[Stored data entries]

★ ★ ★ ★ ★ ★ ★

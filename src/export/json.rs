//! JSON出力

use crate::error::Result;
use manga_check_common::ReconciliationEntry;
use std::path::Path;

pub fn generate_json(entries: &[ReconciliationEntry], output_path: &Path) -> Result<()> {
    let json = serde_json::to_string_pretty(entries)?;
    std::fs::write(output_path, json)?;
    Ok(())
}
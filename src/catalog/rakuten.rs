//! 楽天ブックス書籍検索APIクライアント

use super::types::{error_message, parse_search_response};
use super::{CatalogSearch, FIRST_PAGE, SORT_NEWEST_FIRST};
use crate::config::CatalogSettings;
use crate::error::{CheckError, Result};
use manga_check_common::CatalogPage;
use std::time::Duration;

const USER_AGENT: &str = concat!("manga-check/", env!("CARGO_PKG_VERSION"));

pub struct RakutenBooksClient {
    http_client: reqwest::Client,
    settings: CatalogSettings,
}

impl RakutenBooksClient {
    pub fn new(settings: CatalogSettings) -> Result<Self> {
        let http_client = reqwest::Client::builder()
            .user_agent(USER_AGENT)
            .timeout(Duration::from_secs(settings.timeout_seconds))
            .build()
            .map_err(|e| CheckError::Config(format!("HTTPクライアント初期化エラー: {}", e)))?;

        Ok(Self {
            http_client,
            settings,
        })
    }

    fn query_params(&self, title: &str) -> Vec<(&'static str, String)> {
        let mut params = vec![
            ("applicationId", self.settings.application_id.clone()),
            ("title", title.to_string()),
            ("sort", SORT_NEWEST_FIRST.to_string()),
            ("hits", self.settings.hits.to_string()),
            ("page", FIRST_PAGE.to_string()),
        ];
        if let Some(affiliate_id) = &self.settings.affiliate_id {
            params.push(("affiliateId", affiliate_id.clone()));
        }
        params
    }
}

impl CatalogSearch for RakutenBooksClient {
    async fn search(&self, title: &str) -> Result<CatalogPage> {
        tracing::debug!(title = %title, endpoint = %self.settings.endpoint, "カタログ検索");

        let response = self
            .http_client
            .get(&self.settings.endpoint)
            .query(&self.query_params(title))
            .send()
            .await
            .map_err(|e| {
                if e.is_timeout() {
                    CheckError::catalog(None, format!("タイムアウト ({}秒)", self.settings.timeout_seconds))
                } else {
                    CheckError::catalog(None, format!("通信エラー: {}", e))
                }
            })?;

        let status = response.status();
        let body = response
            .text()
            .await
            .map_err(|e| CheckError::catalog(Some(status.as_u16()), format!("レスポンス読み込みエラー: {}", e)))?;

        if !status.is_success() {
            return Err(CheckError::catalog(Some(status.as_u16()), error_message(&body)));
        }

        let page = parse_search_response(&body)?;
        tracing::debug!(title = %title, page_count = page.page_count, items = page.items.len(), "検索結果を取得");
        Ok(page)
    }
}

★ ★ ★ ★ ★ ★ ★

- _TASK GOAL_
What's needed is a word-for-word copy of the lines from the one holding "tracing::debug!(title = %title, page_count" through the final line of the data.

- _RESPONSE TO THE EXERCISE_
        tracing::debug!(title = %title, page_count = page.page_count, items = page.items.len(), "検索結果を取得");
        Ok(page)
    }
}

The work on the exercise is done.